Instructional Supervisor Rebecca Moore said the district had planned a "hybrid" testing system this year for the end-of-course assessments.

"Some of (the students) were testing with paper and pencils, while others were testing online," Moore said.

This was the first year Trimble County Schools planned to have students utilize the online testing. When ordering testing material this year, Moore chose to be proactive in case the online testing issues from last week continued.

"I ordered extra copies," she said. "The impact for us will be relatively small."

The state suspended online testing last week after issues were reported by nearly 25 school districts trying to test students in English II, algebra II, biology and U.S. history. Issues with ACT testing also affected students in Alabama and Ohio.
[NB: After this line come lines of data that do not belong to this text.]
//! Application-level configuration.
//!
//! One flat [`KeygateConfig`] covers everything a deployment sets. The
//! lower crates keep their own config structs; the `*_config` methods here
//! produce them.
//!
//! # Sources
//!
//! | Loader | Input |
//! |---|---|
//! | [`KeygateConfig::from_env`] | `KEYGATE_*` environment variables |
//! | [`KeygateConfig::from_lookup`] | any `key -> value` function (tests) |
//! | [`KeygateConfig::from_json_str`] | a JSON object, missing fields default |
//!
//! Every loader finishes with [`KeygateConfig::validated`].

use std::time::Duration;

use keygate_guard::GuardConfig;
use keygate_session::{RetryPolicy, SessionConfig};
use keygate_token::TokenConfig;
use serde::{Deserialize, Serialize};
use tracing::warn;

use crate::ConfigError;

/// Everything a deployment configures.
#[derive(Debug, Clone, PartialEq, Eq, Serialize, Deserialize)]
#[serde(default)]
pub struct KeygateConfig {
    /// Base address of the identity provider. Default: `http://localhost:8080`.
    pub idp_url: String,
    /// Default: `document-demo`.
    pub realm: String,
    /// This application's client at the provider. Default: `frontend-app`.
    pub client_id: String,
    /// Base address of the document backend. Default: `http://localhost:3001/api`.
    pub backend_url: String,
    pub login_path: String,
    pub post_login_path: String,
    /// Where signed-in users without a required role are sent.
    pub fallback_path: String,
    /// Default: 10.
    pub init_timeout_secs: u64,
    pub retry: RetryPolicy,
    pub storage_namespace: String,
    /// Exposes raw provider error text through
    /// [`AuthContext::error_detail`](crate::AuthContext::error_detail).
    pub debug: bool,
}

impl Default for KeygateConfig {
    fn default() -> Self {
        Self {
            idp_url: "http://localhost:8080".to_string(),
            realm: "document-demo".to_string(),
            client_id: "frontend-app".to_string(),
            backend_url: "http://localhost:3001/api".to_string(),
            login_path: "/login".to_string(),
            post_login_path: "/dashboard".to_string(),
            fallback_path: "/dashboard".to_string(),
            init_timeout_secs: 10,
            retry: RetryPolicy::default(),
            storage_namespace: "keygate".to_string(),
            debug: false,
        }
    }
}

impl KeygateConfig {
    /// Upper bound for `init_timeout_secs`.
    pub const MAX_INIT_TIMEOUT_SECS: u64 = 120;

    /// Reads `KEYGATE_*` variables from the process environment.
    pub fn from_env() -> Result<Self, ConfigError> {
        Self::from_lookup(|key| std::env::var(key).ok())
    }

    /// Builds a config from defaults overridden by whatever `lookup`
    /// returns for each `KEYGATE_*` key.
    ///
    /// # Errors
    /// [`ConfigError::InvalidValue`] for a number or flag that doesn't
    /// parse, [`ConfigError::Missing`] for an empty realm or client.
    pub fn from_lookup(lookup: impl Fn(&str) -> Option<String>) -> Result<Self, ConfigError> {
        let mut config = Self::default();
        let text = |key: &str, field: &mut String| {
            if let Some(value) = lookup(key) {
                *field = value.trim().to_string();
            }
        };
        text("KEYGATE_IDP_URL", &mut config.idp_url);
        text("KEYGATE_REALM", &mut config.realm);
        text("KEYGATE_CLIENT_ID", &mut config.client_id);
        text("KEYGATE_BACKEND_URL", &mut config.backend_url);
        text("KEYGATE_LOGIN_PATH", &mut config.login_path);
        text("KEYGATE_POST_LOGIN_PATH", &mut config.post_login_path);
        text("KEYGATE_FALLBACK_PATH", &mut config.fallback_path);
        text("KEYGATE_STORAGE_NAMESPACE", &mut config.storage_namespace);

        if let Some(value) = lookup("KEYGATE_INIT_TIMEOUT_SECS") {
            config.init_timeout_secs = parse_number("KEYGATE_INIT_TIMEOUT_SECS", &value)?;
        }
        if let Some(value) = lookup("KEYGATE_RETRY_MAX_ATTEMPTS") {
            config.retry.max_attempts = parse_number("KEYGATE_RETRY_MAX_ATTEMPTS", &value)?;
        }
        if let Some(value) = lookup("KEYGATE_RETRY_INITIAL_BACKOFF_MS") {
            config.retry.initial_backoff_ms = parse_number("KEYGATE_RETRY_INITIAL_BACKOFF_MS", &value)?;
        }
        if let Some(value) = lookup("KEYGATE_RETRY_MAX_BACKOFF_MS") {
            config.retry.max_backoff_ms = parse_number("KEYGATE_RETRY_MAX_BACKOFF_MS", &value)?;
        }
        if let Some(value) = lookup("KEYGATE_RETRY_JITTER") {
            config.retry.jitter = parse_flag("KEYGATE_RETRY_JITTER", &value)?;
        }
        if let Some(value) = lookup("KEYGATE_DEBUG") {
            config.debug = parse_flag("KEYGATE_DEBUG", &value)?;
        }

        config.checked()
    }

    /// Parses a JSON object. Absent fields keep their defaults.
    pub fn from_json_str(json: &str) -> Result<Self, ConfigError> {
        let config: Self = serde_json::from_str(json)?;
        config.checked()
    }

    /// Returns the config with out-of-range values fixed:
    ///
    /// - `init_timeout_secs` of 0 becomes the default, above
    ///   [`Self::MAX_INIT_TIMEOUT_SECS`] is clamped.
    /// - Paths that aren't absolute fall back to their defaults.
    /// - Trailing slashes are dropped from both base addresses.
    /// - `retry` goes through [`RetryPolicy::validated`].
    pub fn validated(mut self) -> Self {
        let defaults = Self::default();
        if self.init_timeout_secs == 0 {
            warn!("init_timeout_secs is 0, using default");
            self.init_timeout_secs = defaults.init_timeout_secs;
        }
        if self.init_timeout_secs > Self::MAX_INIT_TIMEOUT_SECS {
            warn!(
                init_timeout_secs = self.init_timeout_secs,
                max = Self::MAX_INIT_TIMEOUT_SECS,
                "init_timeout_secs exceeds maximum, clamping"
            );
            self.init_timeout_secs = Self::MAX_INIT_TIMEOUT_SECS;
        }
        for (name, path, default) in [
            ("login_path", &mut self.login_path, defaults.login_path),
            ("post_login_path", &mut self.post_login_path, defaults.post_login_path),
            ("fallback_path", &mut self.fallback_path, defaults.fallback_path),
        ] {
            if !path.starts_with('/') {
                warn!(field = name, value = %path, "path must be absolute, using default");
                *path = default;
            }
        }
        for base in [&mut self.idp_url, &mut self.backend_url] {
            let trimmed = base.trim_end_matches('/').len();
            base.truncate(trimmed);
        }
        self.retry = self.retry.validated();
        self
    }

    /// `<idp_url>/realms/<realm>`, the issuer the provider stamps into tokens.
    pub fn issuer_url(&self) -> String {
        format!("{}/realms/{}", self.idp_url, self.realm)
    }

    pub fn session_config(&self) -> SessionConfig {
        SessionConfig {
            init_timeout: Duration::from_secs(self.init_timeout_secs),
            retry: self.retry.clone(),
            login_path: self.login_path.clone(),
            post_login_path: self.post_login_path.clone(),
            storage_namespace: self.storage_namespace.clone(),
        }
    }

    pub fn guard_config(&self) -> GuardConfig {
        GuardConfig {
            login_path: self.login_path.clone(),
            fallback_path: self.fallback_path.clone(),
        }
    }

    pub fn token_config(&self) -> TokenConfig {
        TokenConfig::default()
    }

    fn checked(self) -> Result<Self, ConfigError> {
        if self.realm.is_empty() {
            return Err(ConfigError::Missing("realm"));
        }
        if self.client_id.is_empty() {
            return Err(ConfigError::Missing("client_id"));
        }
        Ok(self.validated())
    }
}

fn parse_number<T>(key: &str, value: &str) -> Result<T, ConfigError>
where
    T: std::str::FromStr,
    T::Err: std::fmt::Display,
{
    value.trim().parse().map_err(|e: T::Err| ConfigError::InvalidValue {
        key: key.to_string(),
        value: value.to_string(),
        reason: e.to_string(),
    })
}

fn parse_flag(key: &str, value: &str) -> Result<bool, ConfigError> {
    match value.trim().to_ascii_lowercase().as_str() {
        "1" | "true" | "yes" | "on" => Ok(true),
        "0" | "false" | "no" | "off" | "" => Ok(false),
        _ => Err(ConfigError::InvalidValue {
            key: key.to_string(),
            value: value.to_string(),
            reason: "expected true or false".to_string(),
        }),
    }
}
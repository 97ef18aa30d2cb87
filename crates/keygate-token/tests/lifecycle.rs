//! Integration tests for the token lifecycle.
//!
//! Expiry is driven by a `ManualClock` shared between the in-memory
//! provider (which stamps `exp`) and the lifecycle (which checks it).

use std::sync::{Arc, Mutex};
use std::time::Duration;

use keygate_protocol::ManualClock;
use keygate_redirect::{MemoryLocation, RedirectSanitizer};
use keygate_session::{
    IdpError, IdpEvent, InitOptions, LogoutOptions, MemoryIdp, MemoryStorage, MemoryUser,
    SessionConfig, SessionError, SessionManager,
};
use keygate_token::{RefreshOutcome, RefreshTrigger, TokenConfig, TokenLifecycle};

const T0: i64 = 1_700_000_000;

// =========================================================================
// Helpers
// =========================================================================

/// A lifecycle over a signed-in session whose token expires at `T0 + 300`.
async fn signed_in() -> (TokenLifecycle<MemoryIdp>, MemoryIdp, ManualClock) {
    let clock = ManualClock::new(T0);
    let location = Arc::new(MemoryLocation::new("http://localhost:3000/dashboard").unwrap());
    let idp = MemoryIdp::new().with_clock(Arc::new(clock.clone()));
    idp.set_user(MemoryUser::new("alice", "frontend-app", &["user"]).with_token_lifetime(300));
    idp.set_sso_session(true);

    let manager = SessionManager::new(
        idp.clone(),
        Arc::new(RedirectSanitizer::new(location)),
        Arc::new(MemoryStorage::new()),
        SessionConfig::default(),
    );
    assert_eq!(manager.initialize(InitOptions::default()).await, Ok(true));

    let lifecycle = TokenLifecycle::new(manager, Arc::new(clock.clone()), TokenConfig::default());
    (lifecycle, idp, clock)
}

/// Yields until `condition` holds, failing after a bounded number of turns.
async fn eventually(mut condition: impl FnMut() -> bool) {
    for _ in 0..1_000 {
        if condition() {
            return;
        }
        tokio::task::yield_now().await;
    }
    panic!("condition never became true");
}

// =========================================================================
// Expiry checks
// =========================================================================

#[tokio::test]
async fn test_is_expired_skew_boundary() {
    let (lifecycle, _, clock) = signed_in().await;

    clock.set(T0 + 269);
    assert!(!lifecycle.is_expired(30));

    clock.set(T0 + 270);
    assert!(lifecycle.is_expired(30));
}

#[tokio::test]
async fn test_is_expired_without_session_is_true() {
    let (lifecycle, _, _) = signed_in().await;
    lifecycle.manager().logout(LogoutOptions::default()).await;

    assert!(lifecycle.is_expired(0));
    assert_eq!(lifecycle.seconds_remaining(), None);
    assert!(!lifecycle.needs_renewal(), "nothing to renew without a session");
}

// =========================================================================
// On-demand refresh
// =========================================================================

#[tokio::test]
async fn test_refresh_still_valid_returns_false() {
    let (lifecycle, _, _) = signed_in().await;
    let before = lifecycle.manager().token();

    assert_eq!(lifecycle.refresh(30).await, Ok(false));

    assert_eq!(lifecycle.manager().token(), before);
    assert_eq!(lifecycle.last_refresh().unwrap().outcome, RefreshOutcome::NotNeeded);
}

#[tokio::test]
async fn test_refresh_near_expiry_replaces_session_whole() {
    let (lifecycle, _, clock) = signed_in().await;
    let old = lifecycle.manager().session().unwrap();

    clock.advance(280);
    assert_eq!(lifecycle.refresh(30).await, Ok(true));

    let renewed = lifecycle.manager().session().unwrap();
    assert_eq!(renewed.expiry_epoch_seconds, T0 + 280 + 300);
    assert_ne!(renewed.raw_token, old.raw_token);
    // The old snapshot is untouched.
    assert_eq!(old.expiry_epoch_seconds, T0 + 300);
}

#[tokio::test]
async fn test_refresh_provider_failure_is_refresh_failure() {
    let (lifecycle, idp, clock) = signed_in().await;
    idp.set_refresh_failure(Some(IdpError::Network("timeout".into())));
    clock.advance(290);

    let result = lifecycle.refresh(30).await;

    assert!(matches!(result, Err(SessionError::RefreshFailure { .. })));
    assert!(lifecycle.manager().is_logged_in(), "refresh failure alone keeps the session");
    assert!(lifecycle.needs_renewal());
}

#[tokio::test]
async fn test_refresh_without_session_is_unauthenticated() {
    let (lifecycle, idp, _) = signed_in().await;
    lifecycle.manager().invalidate_session();

    assert_eq!(lifecycle.refresh(5).await, Err(SessionError::Unauthenticated));
    assert_eq!(idp.calls().update_token, 0);
}

// =========================================================================
// Scheduled path
// =========================================================================

#[tokio::test]
async fn test_on_token_expired_failure_recorded_not_retried() {
    let (lifecycle, idp, clock) = signed_in().await;
    idp.set_refresh_failure(Some(IdpError::Rejected("session revoked".into())));
    clock.advance(300);

    lifecycle.on_token_expired().await;

    let record = lifecycle.last_refresh().unwrap();
    assert_eq!(record.trigger, RefreshTrigger::Scheduled);
    assert!(matches!(record.outcome, RefreshOutcome::Failed(SessionError::RefreshFailure { .. })));
    assert_eq!(idp.calls().update_token, 1);
    assert!(lifecycle.needs_renewal());
}

#[tokio::test]
async fn test_needs_renewal_cleared_by_later_success() {
    let (lifecycle, idp, clock) = signed_in().await;
    idp.set_refresh_failure(Some(IdpError::Network("blip".into())));
    clock.advance(290);
    lifecycle.on_token_expired().await;
    assert!(lifecycle.needs_renewal());

    idp.set_refresh_failure(None);
    assert_eq!(lifecycle.refresh(30).await, Ok(true));

    assert!(!lifecycle.needs_renewal());
}

#[tokio::test(start_paused = true)]
async fn test_watch_events_token_expired_triggers_renewal() {
    let (lifecycle, idp, clock) = signed_in().await;
    let seen = Arc::new(Mutex::new(Vec::new()));
    {
        let seen = Arc::clone(&seen);
        lifecycle.subscribe(move |event: &IdpEvent| seen.lock().unwrap().push(event.clone()));
    }
    let pump = lifecycle.watch_events();
    tokio::task::yield_now().await;

    clock.advance(285);
    idp.fire(IdpEvent::TokenExpired);

    eventually(|| lifecycle.last_refresh().is_some()).await;
    assert_eq!(lifecycle.last_refresh().unwrap().outcome, RefreshOutcome::Renewed);
    assert_eq!(*seen.lock().unwrap(), vec![IdpEvent::TokenExpired]);

    pump.abort();
    let _ = tokio::time::timeout(Duration::from_secs(1), pump).await;
}

#[tokio::test]
async fn test_unsubscribe_stops_delivery() {
    let (lifecycle, _, _) = signed_in().await;
    let hits = Arc::new(Mutex::new(0));
    let id = {
        let hits = Arc::clone(&hits);
        lifecycle.subscribe(move |_: &IdpEvent| *hits.lock().unwrap() += 1)
    };

    assert_eq!(lifecycle.notify(&IdpEvent::AuthSuccess), 1);
    assert!(lifecycle.unsubscribe(id));
    assert_eq!(lifecycle.notify(&IdpEvent::AuthSuccess), 0);
    assert_eq!(*hits.lock().unwrap(), 1);
}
On Thursday, a day after the issues were reported, ACT announced plans to have online testing begin again on Monday. Yet late Friday afternoon, ACT advised the Department of Education that computer-based testing would not be able to resume on Monday, but the company planned to have online testing ready on Tuesday, the release said.

"While ACT is attempting to re-open the online system as soon as possible, KDE believes stabilization of the end-of-course assessment program is not the priority. So, we are going with paper and pencil tests, which many of our districts had already planned to use," KDE's Office of Assessment and Accountability Associate Commissioner Ken Draut said in a press release. "KDE recognizes the continued frustration the EOC online testing system has caused for participating schools. Moving to paper and pencil tests should minimize further disruption to test schedules and test results."

Washburn and Moore said the switch to paper and pencil testing will cause school district to wait longer for results. Online testing could have provided immediate feedback to school districts.

High schools use the end-of-course assessments for accountability, and KDE had recommended that the testing results make up 20 percent or more of a student's final grade for the class. The state department agreed to waive the requirement for this school year because of testing issues.